How does the request list drafter work?

Our experience is that to draft a diligence request list most attorneys will first turn to a request list from the last deal they did. Then the attorneys will remove all of the very detailed, deal-specific requests and finally try to figure out what standard requests were not in the last request list because responsive materials were already in a data room somewhere. To determine what those missing standard requests are, most attorneys will look through three or more other samples and try to piece it together. The result is an incredibly tedious process that attorneys don’t enjoy and clients don’t want to pay for. Never mind the frustration that comes with then having to conform the style of all of the requests that have been frankensteined together into one document!

Our request list drafter solves those issues by giving you a menu of requests from which you can select. Tell us which items you want to ask for, click download and you have a perfectly formatted request list that is ready to send to the other side once you add the deal specific, like the name of the target and the name of your firm.

What is the difference between the full request list and the specialist request list?

They are meant to be different presentations of the same materials. The specialist request list drafter provides a more targeted presentation of one topic of requests. For example, are you an employee benefits attorney who only needs a set of benefits requests? Then you might find the specialist request list drafter easiest. Are you a corporate attorney trying to put together a comprehensive request list without specialist support because the deal doesn’t allow for the expense of specialists? Then you would probably find the full request list option most useful. In either case, the substantive requests are the same in each request list drafter.

How does PagerFox draft a request list? Does PagerFox use AI?
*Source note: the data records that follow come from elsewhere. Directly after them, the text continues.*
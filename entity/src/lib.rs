pub mod account;
pub mod application;
pub mod offer;
pub mod placement;
pub mod prelude;
//! Server application core modules.
//!
//! This module contains all server-side functionality for the Practika
//! application, including HTTP routing, bearer-token authentication
//! against the external identity provider, role-guarded access control,
//! and database operations for accounts, offers, applications and
//! placements.

#![warn(missing_docs)]
#![warn(rustdoc::missing_crate_level_docs)]

pub mod config;
pub mod controller;
pub mod data;
pub mod error;
pub mod identity;
pub mod middleware;
pub mod model;
pub mod router;
pub mod service;
pub mod startup;
pub mod util;
//! Tests for the role-scoped account collections and the company
//! validation endpoint.

use axum::http::StatusCode;
use practika_test_utils::fixtures::{account, idp};
use practika_test_utils::token::TokenClaims;
use practika_test_utils::{TestBuilder, TestError};
use serde_json::json;

use crate::setup::{app, body_json, request, send};

/// Expect a created student to come back field for field on a get.
#[tokio::test]
async fn create_and_get_student_round_trip() -> Result<(), TestError> {
    let test = TestBuilder::new().with_tables().build().await?;
    let app = app(&test);

    let created = send(
        &app,
        request(
            "POST",
            "/api/students",
            None,
            Some(json!({
                "name": "João Silva",
                "email": "joao@example.com",
                "fieldOfStudy": "Engenharia Informática",
                "skills": "Rust, SQL",
            })),
        ),
    )
    .await;

    assert_eq!(created.status(), StatusCode::CREATED);
    let created = body_json(created).await;
    assert_eq!(created["role"], "Student");

    let id = created["id"].as_i64().unwrap();
    let fetched = send(&app, request("GET", &format!("/api/students/{}", id), None, None)).await;

    assert_eq!(fetched.status(), StatusCode::OK);
    let fetched = body_json(fetched).await;
    assert_eq!(fetched["name"], "João Silva");
    assert_eq!(fetched["email"], "joao@example.com");
    assert_eq!(fetched["fieldOfStudy"], "Engenharia Informática");
    assert_eq!(fetched["skills"], "Rust, SQL");
    assert_eq!(fetched["resume"], serde_json::Value::Null);

    Ok(())
}

/// Expect the role-specific required field to be enforced on create.
#[tokio::test]
async fn create_student_requires_field_of_study() -> Result<(), TestError> {
    let test = TestBuilder::new().with_tables().build().await?;
    let app = app(&test);

    let response = send(
        &app,
        request(
            "POST",
            "/api/students",
            None,
            Some(json!({"name": "João Silva", "email": "joao@example.com"})),
        ),
    )
    .await;

    assert_eq!(response.status(), StatusCode::BAD_REQUEST);
    let body = body_json(response).await;
    assert_eq!(body["error"], "Missing required fields: fieldOfStudy");

    Ok(())
}

/// Expect a new company to start out unvalidated.
#[tokio::test]
async fn created_company_is_unvalidated() -> Result<(), TestError> {
    let test = TestBuilder::new().with_tables().build().await?;
    let app = app(&test);

    let response = send(
        &app,
        request(
            "POST",
            "/api/companies",
            None,
            Some(json!({
                "name": "Sonae Tech",
                "email": "geral@sonae.example",
                "taxId": "509442013",
            })),
        ),
    )
    .await;

    assert_eq!(response.status(), StatusCode::CREATED);
    let body = body_json(response).await;
    assert_eq!(body["validated"], false);

    Ok(())
}

/// Expect a student listed under /api/students to be invisible under
/// the professor collection.
#[tokio::test]
async fn collections_are_scoped_by_role() -> Result<(), TestError> {
    let test = TestBuilder::new().with_tables().build().await?;
    let student = account::insert_student(&test.db, "João Silva", "joao@example.com").await?;
    account::insert_professor(&test.db, "Dra. Maria Santos", "maria@example.com").await?;
    let app = app(&test);

    let students = send(&app, request("GET", "/api/students", None, None)).await;
    let students = body_json(students).await;
    let professors = send(&app, request("GET", "/api/professors", None, None)).await;
    let professors = body_json(professors).await;

    assert_eq!(students.as_array().unwrap().len(), 1);
    assert_eq!(professors.as_array().unwrap().len(), 1);
    assert_eq!(students[0]["id"], student.id);

    let missing = send(
        &app,
        request("GET", &format!("/api/professors/{}", student.id), None, None),
    )
    .await;
    assert_eq!(missing.status(), StatusCode::NOT_FOUND);
    let body = body_json(missing).await;
    assert_eq!(body["error"], "Professor not found");

    Ok(())
}

/// Expect a patch to update only the provided fields and to require a
/// token.
#[tokio::test]
async fn patch_student_updates_provided_fields() -> Result<(), TestError> {
    let mut test = TestBuilder::new().with_tables().build().await?;
    let _jwks = idp::mock_jwks_endpoint(&mut test.server, &test.signing_key);
    let student = account::insert_student(&test.db, "João Silva", "joao@example.com").await?;
    let app = app(&test);

    let uri = format!("/api/students/{}", student.id);
    let patch = json!({"skills": "Rust, SQL, Docker"});

    let anonymous = send(&app, request("PATCH", &uri, None, Some(patch.clone()))).await;
    assert_eq!(anonymous.status(), StatusCode::UNAUTHORIZED);

    let claims = TokenClaims::for_subject("uid-1", "joao@example.com").with_role("Student");
    let token = test.signing_key.issue(&claims).unwrap();

    let response = send(&app, request("PATCH", &uri, Some(&token), Some(patch))).await;

    assert_eq!(response.status(), StatusCode::OK);
    let body = body_json(response).await;
    assert_eq!(body["skills"], "Rust, SQL, Docker");
    assert_eq!(body["name"], "João Silva");

    Ok(())
}

/// Expect deleting a student to take the record out of the collection.
#[tokio::test]
async fn delete_student_removes_record() -> Result<(), TestError> {
    let mut test = TestBuilder::new().with_tables().build().await?;
    let _jwks = idp::mock_jwks_endpoint(&mut test.server, &test.signing_key);
    let student = account::insert_student(&test.db, "João Silva", "joao@example.com").await?;
    let app = app(&test);

    let claims = TokenClaims::for_subject("uid-1", "joao@example.com").with_role("Student");
    let token = test.signing_key.issue(&claims).unwrap();

    let uri = format!("/api/students/{}", student.id);
    let response = send(&app, request("DELETE", &uri, Some(&token), None)).await;

    assert_eq!(response.status(), StatusCode::OK);
    let body = body_json(response).await;
    assert_eq!(body["message"], "Student deleted successfully");

    let fetched = send(&app, request("GET", &uri, None, None)).await;
    assert_eq!(fetched.status(), StatusCode::NOT_FOUND);

    Ok(())
}

mod validate_company_tests {
    use super::*;

    /// Expect a coordinator to validate a company, and a repeat call to
    /// stay validated.
    #[tokio::test]
    async fn coordinator_validates_company() -> Result<(), TestError> {
        let mut test = TestBuilder::new().with_tables().build().await?;
        let _jwks = idp::mock_jwks_endpoint(&mut test.server, &test.signing_key);
        let company = account::insert_company(&test.db, "Sonae Tech", "geral@sonae.example", false)
            .await?;
        let app = app(&test);

        let claims =
            TokenClaims::for_subject("uid-1", "carlos@example.com").with_role("Coordinator");
        let token = test.signing_key.issue(&claims).unwrap();

        let uri = format!("/api/companies/{}/validate", company.id);
        let response = send(&app, request("PATCH", &uri, Some(&token), None)).await;

        assert_eq!(response.status(), StatusCode::OK);
        let body = body_json(response).await;
        assert_eq!(body["validated"], true);

        let repeat = send(&app, request("PATCH", &uri, Some(&token), None)).await;
        assert_eq!(repeat.status(), StatusCode::OK);
        let body = body_json(repeat).await;
        assert_eq!(body["validated"], true);

        Ok(())
    }

    /// Expect any other role to be turned away by the guard.
    #[tokio::test]
    async fn non_coordinator_is_forbidden() -> Result<(), TestError> {
        let mut test = TestBuilder::new().with_tables().build().await?;
        let _jwks = idp::mock_jwks_endpoint(&mut test.server, &test.signing_key);
        let company = account::insert_company(&test.db, "Sonae Tech", "geral@sonae.example", false)
            .await?;
        let app = app(&test);

        let claims = TokenClaims::for_subject("uid-1", "joao@example.com").with_role("Student");
        let token = test.signing_key.issue(&claims).unwrap();

        let uri = format!("/api/companies/{}/validate", company.id);
        let response = send(&app, request("PATCH", &uri, Some(&token), None)).await;

        assert_eq!(response.status(), StatusCode::FORBIDDEN);
        let body = body_json(response).await;
        assert_eq!(body["error"], "Access denied: insufficient role");

        Ok(())
    }

    /// Expect an anonymous caller to be rejected before the guard.
    #[tokio::test]
    async fn anonymous_caller_is_unauthorized() -> Result<(), TestError> {
        let test = TestBuilder::new().with_tables().build().await?;
        let company = account::insert_company(&test.db, "Sonae Tech", "geral@sonae.example", false)
            .await?;
        let app = app(&test);

        let uri = format!("/api/companies/{}/validate", company.id);
        let response = send(&app, request("PATCH", &uri, None, None)).await;

        assert_eq!(response.status(), StatusCode::UNAUTHORIZED);
        let body = body_json(response).await;
        assert_eq!(body["error"], "Authentication token not provided");

        Ok(())
    }
}
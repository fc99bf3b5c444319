//! Client for the external identity provider.
//!
//! Covers the two surfaces the server needs: verifying caller id tokens
//! (RS256, against the provider's published key set) and the admin REST
//! API used by registration and account deletion. The client is cheap to
//! clone and injected through application state so tests can point it at
//! a mock server.

pub mod model;

use std::sync::Arc;

use jsonwebtoken::jwk::JwkSet;
use jsonwebtoken::{decode, decode_header, Algorithm, DecodingKey, Validation};
use tokio::sync::RwLock;

use crate::model::account::Role;
use crate::server::error::identity::IdentityError;
use crate::server::identity::model::{
    IdTokenClaims, ProviderAccount, ProviderErrorBody, VerifiedIdentity,
};

/// REST and token-verification client for the identity provider.
#[derive(Clone)]
pub struct IdentityClient {
    http: reqwest::Client,
    base_url: String,
    issuer: String,
    audience: String,
    api_key: String,
    /// Provider signing keys, fetched on first use and refreshed once
    /// whenever a token names a key the cache does not hold.
    keys: Arc<RwLock<Option<JwkSet>>>,
}

impl IdentityClient {
    pub fn new(
        base_url: impl Into<String>,
        issuer: impl Into<String>,
        audience: impl Into<String>,
        api_key: impl Into<String>,
    ) -> Result<Self, IdentityError> {
        let base_url = base_url.into();

        Ok(Self {
            http: reqwest::Client::builder().build()?,
            base_url: base_url.trim_end_matches('/').to_string(),
            issuer: issuer.into(),
            audience: audience.into(),
            api_key: api_key.into(),
            keys: Arc::new(RwLock::new(None)),
        })
    }

    /// Verifies an id token and extracts the caller identity.
    ///
    /// Checks signature, issuer, audience, and expiry. A role claim that
    /// does not name a known role is ignored rather than rejected; role
    /// resolution then falls back to the account directory.
    pub async fn verify_id_token(&self, token: &str) -> Result<VerifiedIdentity, IdentityError> {
        let header = decode_header(token)?;
        let kid = header
            .kid
            .ok_or_else(|| IdentityError::UnknownKey("<none>".to_string()))?;

        let key = self.decoding_key(&kid).await?;

        let mut validation = Validation::new(Algorithm::RS256);
        validation.set_audience(&[self.audience.as_str()]);
        validation.set_issuer(&[self.issuer.as_str()]);

        let claims = decode::<IdTokenClaims>(token, &key, &validation)?.claims;

        let role = claims.role.as_deref().and_then(|value| {
            value
                .parse::<Role>()
                .inspect_err(|_| tracing::debug!(claim = %value, "ignoring malformed role claim"))
                .ok()
        });

        Ok(VerifiedIdentity {
            external_id: claims.sub,
            email: claims.email,
            email_verified: claims.email_verified,
            display_name: claims.name,
            role,
        })
    }

    /// Creates a provider account and returns its subject id.
    pub async fn create_user(
        &self,
        email: &str,
        password: &str,
        display_name: &str,
    ) -> Result<ProviderAccount, IdentityError> {
        let response = self
            .http
            .post(format!("{}/v1/accounts", self.base_url))
            .header("x-api-key", &self.api_key)
            .json(&serde_json::json!({
                "email": email,
                "password": password,
                "displayName": display_name,
            }))
            .send()
            .await?;

        let response = Self::check_status(response).await?;

        Ok(response.json::<ProviderAccount>().await?)
    }

    /// Stores the account role as a custom claim so future tokens carry it.
    pub async fn set_role_claim(&self, uid: &str, role: Role) -> Result<(), IdentityError> {
        let response = self
            .http
            .post(format!("{}/v1/accounts/{}/claims", self.base_url, uid))
            .header("x-api-key", &self.api_key)
            .json(&serde_json::json!({ "role": role }))
            .send()
            .await?;

        Self::check_status(response).await?;

        Ok(())
    }

    /// Removes a provider account.
    pub async fn delete_user(&self, uid: &str) -> Result<(), IdentityError> {
        let response = self
            .http
            .delete(format!("{}/v1/accounts/{}", self.base_url, uid))
            .header("x-api-key", &self.api_key)
            .send()
            .await?;

        Self::check_status(response).await?;

        Ok(())
    }

    async fn decoding_key(&self, kid: &str) -> Result<DecodingKey, IdentityError> {
        if let Some(keys) = self.keys.read().await.as_ref() {
            if let Some(jwk) = keys.find(kid) {
                return Ok(DecodingKey::from_jwk(jwk)?);
            }
        }

        // Cache miss: either first use or the provider rotated its keys.
        let keys = self.fetch_keys().await?;
        let key = match keys.find(kid) {
            Some(jwk) => DecodingKey::from_jwk(jwk)?,
            None => return Err(IdentityError::UnknownKey(kid.to_string())),
        };

        *self.keys.write().await = Some(keys);

        Ok(key)
    }

    async fn fetch_keys(&self) -> Result<JwkSet, IdentityError> {
        let keys = self
            .http
            .get(format!("{}/v1/keys", self.base_url))
            .send()
            .await?
            .error_for_status()?
            .json::<JwkSet>()
            .await?;

        Ok(keys)
    }

    async fn check_status(response: reqwest::Response) -> Result<reqwest::Response, IdentityError> {
        let status = response.status();
        if status.is_success() {
            return Ok(response);
        }

        let message = match response.json::<ProviderErrorBody>().await {
            Ok(body) => body.error.unwrap_or_else(|| status.to_string()),
            Err(_) => status.to_string(),
        };

        Err(IdentityError::Rejected {
            status: status.as_u16(),
            message,
        })
    }
}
We’ve made an intentional decision not to use artificial intelligence in our request list drafter. Our view is that lawyers don’t trust AI (yet, maybe someday)—and we don’t trust AI in our practice either! The requests are static and will be the same every time that you use the drafter. So then why use it more than once? Every deal is different and it is our view that there is value in going back to the drawing board every time to make sure that you are not inadvertently omitting a request that might be needed this time but was not last time. Because it is so easy to draft a request list using PagerFox, we make it easy to go through that drafting process every time.

How long does it take to draft a whole diligence request list?

Everyone works at their own speed. But when we use the product in our daily work, we average about ten to fifteen minutes from the time that we log in to PagerFox until the time we send a complete draft to a more senior attorney or the client.

What is the purpose of the review matrix?

What do transactional attorneys love more than anything else in the world? Redlines! The review matrix is essentially a redline, showing a reviewing attorney which diligence requests that the user did and did not elect to include in the user’s downloaded list as compared to the requests available in PagerFox. We find this matrix is most useful where a senior attorney wants to review a request list drafted by a more junior attorney.